Yay: Non-modal windows for search finally don’t suck( ® etc.), speeding up find and replace massively. Being able to directly edit in results windows is great. Code-folding is now much easier to deal with using the keyboard. Projects work fairly well, providing a rapid way of caning through loads of files when editing. Document stats (live word count, line count and character count) are really good.

Yuck: Text completion just feels wrong: although it’s beneficial to writers as well as coders (due to including words rather than just code), it feels awkward, sluggish and not particularly accurate—it just doesn’t seem to ‘get’ what I want to input. The interface, while better than it was a few versions back, is starting to feel old. The preferences make me want to cry. Speed differences with large files don’t appear pronounced (or, frankly, in existence).

Coda 1.5

Yay: It’s like someone stuck a rocket up Coda’s bottom—the app feels so much faster than version 1.0, which I found borderline unusable.
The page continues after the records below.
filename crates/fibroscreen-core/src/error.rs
use thiserror::Error;

#[derive(Debug, Error)]
pub enum CoreError {
    #[error("serialization error: {0}")]
    Serialization(#[from] serde_json::Error),

    #[error("unknown pain area: {0}")]
    UnknownPainArea(String),

    #[error("unknown symptom: {0}")]
    UnknownSymptom(String),

    #[error("{field} rating {value} is outside range [0, 3]")]
    SeverityOutOfRange { field: String, value: u8 },
}
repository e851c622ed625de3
//! fibroscreen-export
//!
//! JSON and CSV records of a completed assessment, and the plain-text
//! report rendered from a Tera template.

pub mod csv;
pub mod error;
pub mod json;
pub mod render;
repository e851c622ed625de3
use thiserror::Error;

#[derive(Debug, Error)]
pub enum ExportError {
    #[error("template rendering failed: {0}")]
    TemplateRender(String),

    #[error("template parse error: {0}")]
    TemplateParse(String),

    #[error("serialization error: {0}")]
    Serialization(#[from] serde_json::Error),
}

impl From<tera::Error> for ExportError {
    fn from(e: tera::Error) -> Self {
        ExportError::TemplateRender(e.to_string())
    }
}
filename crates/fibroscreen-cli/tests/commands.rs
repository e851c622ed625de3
use fibroscreen_cli::commands::{catalog_text, verify_file, CatalogKind, CompletedAssessment};
use fibroscreen_cli::config::{ExportFormat, FibroscreenConfig};
use fibroscreen_cli::form::FormArgs;
use fibroscreen_core::catalog::{PainArea, Symptom};
use jiff::civil::date;

fn scored(form: FormArgs) -> CompletedAssessment {
    CompletedAssessment::new(form.into_input().unwrap(), date(2024, 3, 9).at(14, 5, 7, 0))
}

fn high_severity_form() -> FormArgs {
    FormArgs {
        pain_areas: vec![PainArea::Neck, PainArea::Chest],
        fatigue: 3,
        waking: 3,
        cognitive: 3,
        symptoms: Symptom::all().take(12).collect(),
        input: None,
    }
}

#[test]
fn flags_are_scored_through_the_pipeline() {
    let completed = scored(high_severity_form());
    assert_eq!(completed.result.wpi_score(), 2);
    assert_eq!(completed.result.total_ss_score(), 11);
    assert!(!completed.result.meets_criteria());
}

#[test]
fn submission_file_is_read_and_validated() {
    let dir = tempfile::tempdir().unwrap();
    let path = dir.path().join("submission.json");
    std::fs::write(
        &path,
        r#"{
            "pain_areas": ["upper_back", "lower_back", "neck", "chest", "abdomen", "jaw_left", "jaw_right", "hip_left"],
            "fatigue": 2, "waking_unrefreshed": 2, "cognitive": 1
        }"#,
    )
    .unwrap();

    let completed = scored(FormArgs {
        input: Some(path),
        ..Default::default()
    });
    assert_eq!(completed.result.wpi_score(), 8);
    assert_eq!(completed.result.ss_2a_score(), 5);
    assert!(completed.result.meets_criteria());
}

#[test]
fn invalid_submission_file_is_rejected() {
    let dir = tempfile::tempdir().unwrap();
    let path = dir.path().join("submission.json");
    std::fs::write(&path, r#"{ "fatigue": 9 }"#).unwrap();

    let err = FormArgs {
        input: Some(path),
        ..Default::default()
    }
    .into_input()
    .unwrap_err();
    assert!(err.to_string().contains("fatigue rating 9 is outside range [0, 3]"));
}

#[test]
fn exports_are_written_and_verify() {
    let dir = tempfile::tempdir().unwrap();
    let config = FibroscreenConfig {
        export_formats: vec![ExportFormat::Json, ExportFormat::Csv, ExportFormat::Report],
        ..Default::default()
    };

    let written = scored(high_severity_form())
        .write_exports(dir.path(), &config)
        .unwrap();
    let names: Vec<String> = written
        .iter()
        .map(|p| p.file_name().unwrap().to_string_lossy().into_owned())
        .collect();
    assert_eq!(
        names,
        vec![
            "fibromyalgia_assessment_20240309_140507.json",
            "fibromyalgia_assessment_20240309_140507.csv",
            "fibromyalgia_assessment_20240309_140507.txt",
        ]
    );

    let record = verify_file(&written[0]).unwrap();
    assert_eq!(record.total_ss_score, 11);
    assert_eq!(record.assessment_date, "2024-03-09 14:05:07");
}

#[test]
fn tampered_export_fails_verification() {
    let dir = tempfile::tempdir().unwrap();
    let path = dir.path().join("record.json");
    let mut record = scored(high_severity_form()).record();
    record.meets_diagnostic_criteria = true;
    std::fs::write(&path, serde_json::to_string(&record).unwrap()).unwrap();

    let err = verify_file(&path).unwrap_err();
    assert!(format!("{err:#}").contains("inconsistent meets_diagnostic_criteria"));
}

#[test]
fn custom_report_template_is_used() {
    let dir = tempfile::tempdir().unwrap();
    let template = dir.path().join("short.txt");
    std::fs::write(&template, "WPI={{ breakdown.wpi }} SS={{ breakdown.total_ss }}").unwrap();
    let config = FibroscreenConfig {
        report_template: Some(template),
        ..Default::default()
    };

    let out = scored(high_severity_form())
        .render(ExportFormat::Report, &config)
        .unwrap();
    assert_eq!(out, "WPI=2 SS=11");
}

#[test]
fn catalogs_list_every_entry() {
    let areas = catalog_text(CatalogKind::PainAreas, "fm2010").unwrap();
    assert!(areas.contains("Arms & Shoulders"));
    assert!(areas.contains("none_of_these_areas"));
    assert_eq!(areas.lines().filter(|l| l.starts_with("  ")).count(), 19);

    let symptoms = catalog_text(CatalogKind::Symptoms, "fm2010").unwrap();
    assert_eq!(symptoms.lines().count(), 41);

    let severity = catalog_text(CatalogKind::Severity, "fm2010").unwrap();
    assert!(severity.contains("Waking unrefreshed (--waking)"));
    assert!(severity.contains("0 - No problem"));

    assert!(catalog_text(CatalogKind::Instrument, "fm2010").unwrap().contains("Widespread Pain Index"));
    assert!(catalog_text(CatalogKind::Instrument, "phq9").is_err());
}
//! fibroscreen-cli library root.
//!
//! Re-exports the config, form intake and command modules so integration
//! tests can exercise them without going through argument parsing.

pub mod commands;
pub mod config;
pub mod form;
//! Export file naming conventions.
//!
//! Pure string functions. Every export of one assessment shares the same
//! timestamp stem so the files sort together.

use jiff::civil::DateTime;

pub const FILE_PREFIX: &str = "fibromyalgia_assessment";

const STAMP_FORMAT: &str = "%Y%m%d_%H%M%S";

pub fn stem(at: DateTime) -> String {
    format!("{FILE_PREFIX}_{}", at.strftime(STAMP_FORMAT))
}

pub fn json(at: DateTime) -> String {
    format!("{}.json", stem(at))
}

pub fn csv(at: DateTime) -> String {
    format!("{}.csv", stem(at))
}

pub fn report(at: DateTime) -> String {
    format!("{}.txt", stem(at))
}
Coda’s speed bump has suddenly made its auto-complete very lovely indeed. The Clips window’s been sorted out, and you can now group clips; with tab triggers, you can easily add huge chunks of code or single elements. Multi-file search and replace is lovely.

Yuck: Still no custom shortcuts for invoking Clips from the keyboard. (C’mon, Panic! This is one area everyone else—even Dreamweaver—runs rings round you.) No code-folding. CSSEdit’s CSS tools still make Coda’s look a bit rubbish.


I’d rather like someone to smush these two apps together. Either that or improve BBEdit’s text-completion, workflow, and interface, or add to Coda code-folding, and keyboard shortcuts to its clips. Still, here’s to the next two months, where I’ll figure out which one’s really worth your time, web designer chums.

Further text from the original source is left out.